(GIVEN ENTRIES Opens)

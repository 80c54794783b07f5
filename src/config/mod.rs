//! Configuration management for the checker.
//!
//! Configuration comes from three layers, later layers winning:
//!
//! 1. An optional TOML file (`--config`), with `${VAR_NAME}` substitution
//! 2. `METADB_<SECTION>_<KEY>` environment overrides
//! 3. Command-line flags
//!
//! The merged result is validated once, before any network activity.
//!
//! # Example Configuration
//!
//! ```toml
//! [application]
//! log_level = "info"
//!
//! [limsrest]
//! base_url = "https://igolims.example.org:8443"
//! username = "checker"
//! password = "${METADB_LIMSREST_PASSWORD}"
//! tls_verify = false
//! timeout_seconds = 120
//!
//! [aggregation]
//! max_concurrent_requests = 0   # 0 = one task per request, no cap
//! manifest_selection = "first"  # or "strict"
//!
//! [logging]
//! local_enabled = false
//! local_path = "/var/log/metadb-checker"
//! local_rotation = "daily"
//! ```
//!
//! ```rust,no_run
//! use metadb_checker::config::load_config;
//!
//! # fn example() -> Result<(), Box<dyn std::error::Error>> {
//! let config = load_config("metadb-checker.toml")?;
//! println!("LimsRest: {}", config.limsrest.base_url);
//! # Ok(())
//! # }
//! ```

pub mod loader;
pub mod schema;
pub mod secret;

// Re-export commonly used types
pub use loader::{load_config, load_from_env};
pub use schema::{
    AggregationConfig, ApplicationConfig, CheckerConfig, LimsRestConfig, LoggingConfig,
    ManifestSelection,
};
pub use secret::{secret_string, SecretString, SecretValue};
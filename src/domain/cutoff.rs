//! Delivery-date cutoff
//!
//! The cutoff selects which deliveries LimsRest reports. It is given on the
//! command line as `YYYY/MM/DD`, interpreted as local midnight, and sent to
//! the service as epoch milliseconds.

use crate::domain::{CheckerError, Result};
use chrono::{DateTime, Local, NaiveDate, TimeZone};
use serde::{Deserialize, Serialize};
use std::fmt;
use std::str::FromStr;

/// Format accepted for `--delivery-date`
pub const DELIVERY_DATE_FORMAT: &str = "%Y/%m/%d";

/// Delivery-date cutoff in epoch milliseconds
#[derive(Debug, Clone, Copy, PartialEq, Eq, PartialOrd, Ord, Serialize, Deserialize)]
pub struct Cutoff(i64);

impl Cutoff {
    /// Creates a cutoff from epoch milliseconds
    pub fn from_millis(millis: i64) -> Self {
        Self(millis)
    }

    /// Creates a cutoff at the given instant
    pub fn from_datetime<Tz: TimeZone>(at: &DateTime<Tz>) -> Self {
        Self(at.timestamp_millis())
    }

    /// Parses a `YYYY/MM/DD` delivery date as local midnight
    ///
    /// # Errors
    ///
    /// Returns a configuration error if the date is malformed or local
    /// midnight does not exist on that day.
    ///
    /// # Examples
    ///
    /// ```
    /// use metadb_checker::domain::Cutoff;
    ///
    /// let cutoff = Cutoff::parse_delivery_date("2021/02/25").unwrap();
    /// assert!(cutoff.as_millis() > 0);
    /// assert!(Cutoff::parse_delivery_date("2021-02-25").is_err());
    /// ```
    pub fn parse_delivery_date(input: &str) -> Result<Self> {
        let date = NaiveDate::parse_from_str(input.trim(), DELIVERY_DATE_FORMAT).map_err(|e| {
            CheckerError::Configuration(format!(
                "Invalid delivery date '{input}': {e}. Expected format YYYY/MM/DD"
            ))
        })?;

        let midnight = date.and_hms_opt(0, 0, 0).ok_or_else(|| {
            CheckerError::Configuration(format!("Invalid delivery date '{input}'"))
        })?;

        // Days that skip midnight for DST have no local midnight at all
        let local = Local.from_local_datetime(&midnight).earliest().ok_or_else(|| {
            CheckerError::Configuration(format!(
                "Delivery date '{input}' has no local midnight in this time zone"
            ))
        })?;

        Ok(Self::from_datetime(&local))
    }

    /// Epoch milliseconds, as sent in the `timestamp` query parameter
    pub fn as_millis(&self) -> i64 {
        self.0
    }
}

impl fmt::Display for Cutoff {
    fn fmt(&self, f: &mut fmt::Formatter<'_>) -> fmt::Result {
        write!(f, "{}", self.0)
    }
}

impl FromStr for Cutoff {
    type Err = CheckerError;

    fn from_str(s: &str) -> Result<Self> {
        Self::parse_delivery_date(s)
    }
}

(GIVEN ENTRIES Closes)

_ASSIGNMENT_. Count every line above that holds the word "false", and state the number and nothing more.

_SOLUTION_. 2